10 Accounting Mistakes You Want to Avoid
#1 Not knowing your cash balance
Online banking makes a lot of things simpler, but you still need to pay attention to account balances. Business cash balances can get tricky when you use online banking combined with debit card transactions and a physical checkbook. Combine those with automatic payments and bank charges, and the money you think you have in your checking account may actually already be gone. Avoid this by checking on your balance regularly and keeping track of transactions that haven’t hit your account yet.
#2 Not separating personal and business finances
Mixing business and personal money can cause accounting and legal problems, especially for LLCs and corporations. On the accounting side, using business funds to pay personal expenses can trigger tax issues and incorrect profit reporting. On the legal side, you could lose your liability protection. Avoid both kinds of problems by keeping your business and personal finances 100% separate.
#3 Confusing profits and cash
If you normally bill customers, your company can post big profits without seeing any cash. This happens when clients don’t pay right away… or sometimes at all. You’ll see profits from those sales on paper today, but no cash until your customers actually pay up. No matter how big your profits look, your business can’t run without plenty of available cash.
#4 Setting your prices too low
Before you set prices for the products or services you’re selling, make sure you know all of your costs. That includes everything from supplies to software subscriptions to paying yourself. And without that information, you’ll risk losing money on every sale. Creating a simple break-even analysis gives you the information you need to set prices at a profitable level. Not sure how to do a break-even analysis? Ask an accountant and she’ll help you with it.
#5 Paying your bills too soon
If your vendors offer a thirty-day timeframe to pay them, take it. Paying bills when they’re due – instead of right away – will improve your company’s cash flow. That’s especially important when you’re just starting up. So, unless you’ll miss out on a big discount for paying early, pay the business bills right on time.
#6 Paying taxable dividends accidentally
If your business is set up as a corporation, every time you pull money out of the business, it counts as a dividend. Even if that wasn’t your intent. This includes things like paying personal expenses with the corporate card or transferring money from your business bank account to your personal account. And those unintentional dividends may lead to a bigger personal income tax bill.
#7 Extending credit before checking credit
Before you let any customer buy now and pay later (also called extended payment terms or extending credit), check their credit. Until you collect basic credit information, don’t allow on-account sales. More sales are great… but not if your company doesn’t get paid.
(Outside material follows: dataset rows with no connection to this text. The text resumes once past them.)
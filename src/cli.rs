//! Command-line interface definitions for the news reader.
//!
//! Every option can also be supplied through an environment variable, which
//! is how the API base URL is normally configured.

use clap::Parser;

/// Command-line arguments for the news reader.
///
/// # Examples
///
/// ```sh
/// # Point at a local API
/// news_reader --api-base-url http://localhost:8080/api
///
/// # Same, configured through the environment, with a shorter debounce
/// NEWS_API_BASE_URL=http://localhost:8080/api news_reader --debounce-ms 300
/// ```
#[derive(Parser, Debug)]
#[command(author, version, about)]
pub struct Cli {
    /// Base URL of the news API; requests go to `<base>/news` and `<base>/news/<term>`
    #[arg(short = 'u', long, env = "NEWS_API_BASE_URL")]
    pub api_base_url: String,

    /// Quiet period after the last keystroke before suggestions are fetched
    #[arg(short, long, env = "NEWS_DEBOUNCE_MS", default_value_t = 1000)]
    pub debounce_ms: u64,

    /// Per-request timeout in seconds
    #[arg(short, long, env = "NEWS_TIMEOUT_SECS", default_value_t = 10)]
    pub timeout_secs: u64,

    /// Concatenate search terms into the request path without percent-encoding
    #[arg(long)]
    pub raw_terms: bool,

    /// Ignore suggestion responses that arrive after a newer request was issued
    #[arg(long)]
    pub discard_stale: bool,
}
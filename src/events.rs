//! Document-level pointer event dispatch.
//!
//! The host owns one [`EventTarget`] and feeds it every pointer event.
//! Components subscribe with [`EventTarget::listen`] and hold the returned
//! [`Listener`] for as long as they are mounted. Dropping the guard detaches
//! the handler, so a component cannot leak a subscription across remounts.

use std::cell::RefCell;
use std::fmt;
use std::rc::{Rc, Weak};

use tracing::trace;

use crate::layout::Point;

/// A pointer interaction at a terminal cell.
#[derive(Debug, Clone, Copy, PartialEq, Eq)]
pub struct PointerEvent {
    pub position: Point,
}

impl PointerEvent {
    pub fn at(col: u16, row: u16) -> Self {
        Self {
            position: Point::new(col, row),
        }
    }
}

type Handler = Rc<dyn Fn(&PointerEvent)>;

#[derive(Default)]
struct Registry {
    next_id: u64,
    handlers: Vec<(u64, Handler)>,
}

impl Registry {
    fn is_registered(&self, id: u64) -> bool {
        self.handlers.iter().any(|(h, _)| *h == id)
    }
}

/// Shared pointer event source. Cloning yields another handle to the same
/// set of listeners.
#[derive(Clone, Default)]
pub struct EventTarget {
    registry: Rc<RefCell<Registry>>,
}

impl EventTarget {
    pub fn new() -> Self {
        Self::default()
    }

    /// Attach `handler`; it stays attached until the returned guard is dropped.
    #[must_use = "dropping the Listener detaches the handler immediately"]
    pub fn listen(&self, handler: impl Fn(&PointerEvent) + 'static) -> Listener {
        let mut registry = self.registry.borrow_mut();
        let id = registry.next_id;
        registry.next_id += 1;
        let handler: Handler = Rc::new(handler);
        registry.handlers.push((id, handler));
        trace!(id, "Pointer listener attached");
        Listener {
            id,
            registry: Rc::downgrade(&self.registry),
        }
    }

    /// Deliver `event` to every attached handler and return how many ran.
    ///
    /// Handlers run against a snapshot taken before delivery, so they may
    /// attach or detach listeners. A handler detached mid-dispatch is skipped.
    pub fn dispatch(&self, event: PointerEvent) -> usize {
        let snapshot: Vec<(u64, Handler)> = self.registry.borrow().handlers.clone();
        let mut delivered = 0;
        for (id, handler) in snapshot {
            if !self.registry.borrow().is_registered(id) {
                continue;
            }
            handler(&event);
            delivered += 1;
        }
        trace!(?event, delivered, "Pointer event dispatched");
        delivered
    }

    pub fn listener_count(&self) -> usize {
        self.registry.borrow().handlers.len()
    }
}

impl fmt::Debug for EventTarget {
    fn fmt(&self, f: &mut fmt::Formatter<'_>) -> fmt::Result {
        f.debug_struct("EventTarget")
            .field("listeners", &self.listener_count())
            .finish()
    }
}

/// Guard for an attached handler.
#[derive(Debug)]
pub struct Listener {
    id: u64,
    registry: Weak<RefCell<Registry>>,
}

impl Drop for Listener {
    fn drop(&mut self) {
        if let Some(registry) = self.registry.upgrade() {
            registry
                .borrow_mut()
                .handlers
                .retain(|(id, _)| *id != self.id);
            trace!(id = self.id, "Pointer listener detached");
        }
    }
}
//! Root composition: the search header above the news list.

use std::rc::Rc;

use tokio::sync::Notify;

use crate::api::NewsApi;
use crate::components::news_list::NewsList;
use crate::components::search::{SearchHeader, SearchOptions};
use crate::events::EventTarget;
use crate::layout::Rect;

/// Root view: the search header above the default list. Both children share
/// one redraw signal.
pub struct App<A> {
    header: SearchHeader<A>,
    list: NewsList<A>,
    redraw: Rc<Notify>,
}

impl<A: NewsApi + 'static> App<A> {
    pub fn new(api: Rc<A>, options: SearchOptions) -> Self {
        let redraw = Rc::new(Notify::new());
        Self {
            header: SearchHeader::new(Rc::clone(&api), options, Rc::clone(&redraw)),
            list: NewsList::new(api, Rc::clone(&redraw)),
            redraw,
        }
    }

    /// Signalled whenever either component changes what it renders.
    pub fn redraw(&self) -> Rc<Notify> {
        Rc::clone(&self.redraw)
    }

    pub fn mount(&mut self, target: &EventTarget) {
        self.header.set_anchor(Rect::new(0, 0, u16::MAX, 1));
        self.header.mount(target);
        self.list.mount();
    }

    pub fn unmount(&mut self) {
        self.header.unmount();
    }

    pub fn header(&self) -> &SearchHeader<A> {
        &self.header
    }

    pub fn list(&self) -> &NewsList<A> {
        &self.list
    }

    /// Header rows first, starting at row 0, then a blank row, then the list.
    pub fn lines(&self) -> Vec<String> {
        let mut lines = self.header.lines();
        lines.push(String::new());
        lines.extend(self.list.lines());
        lines
    }

    pub fn render(&self) -> String {
        let mut out = self.lines().join("\n");
        out.push('\n');
        out
    }
}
#8 Not hiring a payroll service
Even the most confident DIY-ers don’t want to mess with payroll. The minor cost of hiring a payroll service offers a huge benefit for your company. It will free up your time and also make sure you avoid penalties for late or incorrect filings.
#9 Putting off basic bookkeeping tasks
No matter how you track your business books, they need regular attention. Avoiding this can leave you with a giant stack of bookkeeping to tackle all at once. And no one wants to deal with that! Plus, transactions may disappear into a bookkeeping black hole when you put this off. And that will throw off all of the financial reports. And it may also lead to overpaying your taxes.
#10 Turning over all of the financial stuff to somebody else
You can’t make effective decisions without at least understanding your company’s financial picture. Even if you don’t want to deal with accounting tasks yourself, you need to know what’s going on. If you hire someone to handle the books, review your company’s financial statements with them regularly. That will help you plan for profits and avoid potential problems.
How to Avoid These Accounting Problems
The best way to avoid the top ten accounting mistakes: Keep your books current! Using accounting apps like QuickBooks or Xero make bookkeeping easier and quicker. But there’s still a lot to stay on top of.
I get it. As I said earlier, you’re trying to run a business. You don’t want to spend a ton of time fighting with a bookkeeping program or sorting through receipts. However, this is all part of running a business.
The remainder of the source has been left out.